*Dataset entries*
########

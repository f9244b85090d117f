//! Execution gateway module
//!
//! Order submission, status queries and position reconciliation against the
//! exchange

mod paper;
mod retry;
mod types;

pub use paper::PaperGateway;
pub use retry::{RetryPolicy, Retryable};
pub use types::{
    ExchangePosition, ExecutionError, Fill, OrderId, OrderRequest, OrderSide, OrderState,
};

use async_trait::async_trait;
use rust_decimal::Decimal;

/// Trait for exchange gateways
#[async_trait]
pub trait ExecutionGateway: Send + Sync {
    /// Submit a market order
    async fn submit_order(&self, order: OrderRequest) -> Result<OrderId, ExecutionError>;
    /// Cancel an order; false if it had already filled
    async fn cancel_order(&self, id: OrderId) -> Result<bool, ExecutionError>;
    /// Current state of a submitted order
    async fn order_status(&self, id: OrderId) -> Result<OrderState, ExecutionError>;
    /// Authoritative position for a symbol, if any
    async fn get_position(&self, symbol: &str) -> Result<Option<ExchangePosition>, ExecutionError>;
    /// Account equity in quote currency
    async fn get_balance(&self) -> Result<Decimal, ExecutionError>;
}
use clap::Parser;
use futures_bot::cli::{Cli, Commands};
use futures_bot::config::Config;
use futures_bot::data::SnapshotStore;

#[tokio::main]
async fn main() -> anyhow::Result<()> {
    let cli = Cli::parse();

    // Load configuration
    let config = Config::load(&cli.config).unwrap_or_else(|e| {
        eprintln!("Warning: Could not load config from {}: {}", cli.config, e);
        eprintln!("Using default configuration");
        toml::from_str(include_str!("../config.toml.example")).expect("Invalid default config")
    });

    // Initialize telemetry
    let _telemetry = futures_bot::telemetry::init_telemetry(&config.telemetry)?;

    match cli.command {
        Commands::Run(args) => {
            args.execute(config).await?;
        }
        Commands::Status => {
            let store = SnapshotStore::new(&config.data.snapshot_path);
            let Some(snapshot) = store.load().await? else {
                println!("No snapshot at {}", store.path().display());
                return Ok(());
            };
            let portfolio = &snapshot.portfolio;
            println!("futures-bot status (saved {})", snapshot.saved_at);
            println!("  Equity: {} (peak {})", portfolio.equity, portfolio.peak_equity);
            println!("  Daily PnL: {}", portfolio.daily_realized_pnl);
            println!("  Consecutive losses: {}", portfolio.consecutive_losses);
            println!(
                "  Trading: {}",
                if portfolio.trading_paused {
                    format!("paused {:?}", portfolio.pause_reasons)
                } else {
                    "active".to_string()
                }
            );
            println!("  Open positions: {}", snapshot.positions.len());
            for position in &snapshot.positions {
                println!(
                    "    {} {:?} qty={} entry={} sl={} tp={}",
                    position.symbol,
                    position.side,
                    position.quantity,
                    position.entry_price,
                    position.stop_loss_price,
                    position.take_profit_price
                );
            }
            println!("  Strategies:");
            for state in &snapshot.strategies {
                println!(
                    "    {}: {:?} weight={} trades={} pnl={}",
                    state.strategy_id, state.enablement, state.weight, state.total_trades, state.total_pnl
                );
            }
        }
        Commands::Config => {
            println!("Current configuration:");
            println!("{}", toml::to_string_pretty(&config)?);
        }
    }

    Ok(())
}
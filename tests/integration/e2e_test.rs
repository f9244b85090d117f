//! End-to-end integration tests over the full default stack

use chrono::Utc;
use futures_bot::config::Config;
use futures_bot::data::SnapshotStore;
use futures_bot::engine::TradingEngine;
use futures_bot::execution::{ExecutionGateway, PaperGateway};
use futures_bot::feed::{Candle, MarketDataFeed, ReplayFeed};
use rust_decimal::Decimal;
use rust_decimal_macros::dec;
use std::collections::{HashMap, HashSet};
use std::path::Path;
use std::sync::Arc;

fn candles(base: f64, amplitude: f64, volume: f64, bars: usize) -> Vec<Candle> {
    (0..bars)
        .map(|i| {
            let t = i as f64;
            let close = base + amplitude * (t / 15.0).sin() + base * 0.0001 * t;
            Candle {
                close: Decimal::try_from(close).unwrap().round_dp(2),
                volume: Decimal::try_from(volume + (i % 7) as f64).unwrap(),
                timestamp: None,
            }
        })
        .collect()
}

fn write_series(dir: &Path, symbol: &str, series: &[Candle]) {
    let lines: Vec<String> = series
        .iter()
        .map(|c| serde_json::to_string(c).unwrap())
        .collect();
    std::fs::write(dir.join(format!("{symbol}.jsonl")), lines.join("\n")).unwrap();
}

fn example_config() -> Config {
    toml::from_str(include_str!("../../config.toml.example")).unwrap()
}

#[test]
fn test_config_example_loads() {
    let config = example_config();
    config.validate().unwrap();
    assert!(config.trading.symbols.is_empty());
    assert_eq!(config.risk.max_leverage, 10);
    assert_eq!(config.strategy.plugins.len(), 4);
}

#[tokio::test]
async fn test_replay_selects_by_volume() {
    let mut series = HashMap::new();
    series.insert("XBTUSDTM".to_string(), candles(50000.0, 500.0, 10.0, 200));
    series.insert("ETHUSDTM".to_string(), candles(3000.0, 30.0, 100.0, 200));
    series.insert("DOGEUSDTM".to_string(), candles(0.1, 0.001, 100.0, 200));
    let feed = ReplayFeed::new(series);

    let symbols = feed.select_tradable_symbols(dec!(1000000)).await.unwrap();
    assert_eq!(symbols, vec!["XBTUSDTM".to_string(), "ETHUSDTM".to_string()]);
}

#[tokio::test]
async fn test_full_stack_replay_invariants() {
    let dir = tempfile::tempdir().unwrap();
    write_series(dir.path(), "XBTUSDTM", &candles(50000.0, 3000.0, 10.0, 400));
    write_series(dir.path(), "ETHUSDTM", &candles(3000.0, 250.0, 100.0, 400));
    write_series(dir.path(), "DOGEUSDTM", &candles(0.1, 0.01, 100.0, 400));

    let mut config = example_config();
    config.execution.max_retries = 0;
    config.data.snapshot_path = dir.path().join("state.json");

    let feed = Arc::new(
        ReplayFeed::load_dir(dir.path())
            .unwrap()
            .with_history_len(config.data.history_len),
    );
    let gateway = Arc::new(PaperGateway::from_config(&config.execution));
    let max_fraction = config.risk.max_position_size_percent / dec!(100);
    let max_leverage = config.risk.max_leverage;

    let mut engine = TradingEngine::new(config.clone(), feed.clone(), gateway.clone(), dec!(10000))
        .with_store(SnapshotStore::new(&config.data.snapshot_path));

    // 400 bars with 150 of warm-up history leave 251 live bars per symbol
    for _ in 0..260 {
        engine.run_cycle(Utc::now()).await.unwrap();

        let portfolio = engine.positions().portfolio().await;
        let positions = engine.positions().positions().await;
        let symbols: HashSet<&str> = positions.iter().map(|p| p.symbol.as_str()).collect();
        assert_eq!(symbols.len(), positions.len(), "one position per symbol");
        for position in &positions {
            assert!(position.leverage >= 1 && position.leverage <= max_leverage);
            // Fill slippage can lift notional marginally above the decision size
            assert!(position.size <= max_fraction * portfolio.peak_equity * dec!(1.001));
        }
    }
    assert_eq!(engine.cycles(), 260);
    assert_eq!(engine.symbols(), &["XBTUSDTM".to_string(), "ETHUSDTM".to_string()]);

    let history = engine.positions().history().await;
    let closed = history.iter().filter(|t| t.is_closed()).count();
    let performance = engine.positions().performance().await;
    assert_eq!(performance.total_trades, closed);

    let credited: u64 = engine.strategies().stats().iter().map(|s| s.total_trades).sum();
    assert!(credited >= closed as u64);

    engine.positions().reconcile_balance(Utc::now()).await.unwrap();
    assert_eq!(
        engine.positions().portfolio().await.equity,
        gateway.get_balance().await.unwrap()
    );
    assert!(config.data.snapshot_path.exists());
}
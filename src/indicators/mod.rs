//! Technical indicators
//!
//! Pure functions over closing-price and volume series. Feeds use them to
//! attach an [`Indicators`](crate::feed::Indicators) block to each snapshot.

mod series;

pub use series::{atr, bollinger, ema, rsi, sma, std_dev, volatility, volume_ratio, z_score, Bands};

########

*Problem*
Return only the lines between the one holding "let config = example_config();" and the one holding "let symbols: HashSet<&str>", inclusive, exactly as they appear above.

*Expected answer*
    let config = example_config();
    config.validate().unwrap();
    assert!(config.trading.symbols.is_empty());
    assert_eq!(config.risk.max_leverage, 10);
    assert_eq!(config.strategy.plugins.len(), 4);
}

#[tokio::test]
async fn test_replay_selects_by_volume() {
    let mut series = HashMap::new();
    series.insert("XBTUSDTM".to_string(), candles(50000.0, 500.0, 10.0, 200));
    series.insert("ETHUSDTM".to_string(), candles(3000.0, 30.0, 100.0, 200));
    series.insert("DOGEUSDTM".to_string(), candles(0.1, 0.001, 100.0, 200));
    let feed = ReplayFeed::new(series);

    let symbols = feed.select_tradable_symbols(dec!(1000000)).await.unwrap();
    assert_eq!(symbols, vec!["XBTUSDTM".to_string(), "ETHUSDTM".to_string()]);
}

#[tokio::test]
async fn test_full_stack_replay_invariants() {
    let dir = tempfile::tempdir().unwrap();
    write_series(dir.path(), "XBTUSDTM", &candles(50000.0, 3000.0, 10.0, 400));
    write_series(dir.path(), "ETHUSDTM", &candles(3000.0, 250.0, 100.0, 400));
    write_series(dir.path(), "DOGEUSDTM", &candles(0.1, 0.01, 100.0, 400));

    let mut config = example_config();
    config.execution.max_retries = 0;
    config.data.snapshot_path = dir.path().join("state.json");

    let feed = Arc::new(
        ReplayFeed::load_dir(dir.path())
            .unwrap()
            .with_history_len(config.data.history_len),
    );
    let gateway = Arc::new(PaperGateway::from_config(&config.execution));
    let max_fraction = config.risk.max_position_size_percent / dec!(100);
    let max_leverage = config.risk.max_leverage;

    let mut engine = TradingEngine::new(config.clone(), feed.clone(), gateway.clone(), dec!(10000))
        .with_store(SnapshotStore::new(&config.data.snapshot_path));

    // 400 bars with 150 of warm-up history leave 251 live bars per symbol
    for _ in 0..260 {
        engine.run_cycle(Utc::now()).await.unwrap();

        let portfolio = engine.positions().portfolio().await;
        let positions = engine.positions().positions().await;
        let symbols: HashSet<&str> = positions.iter().map(|p| p.symbol.as_str()).collect();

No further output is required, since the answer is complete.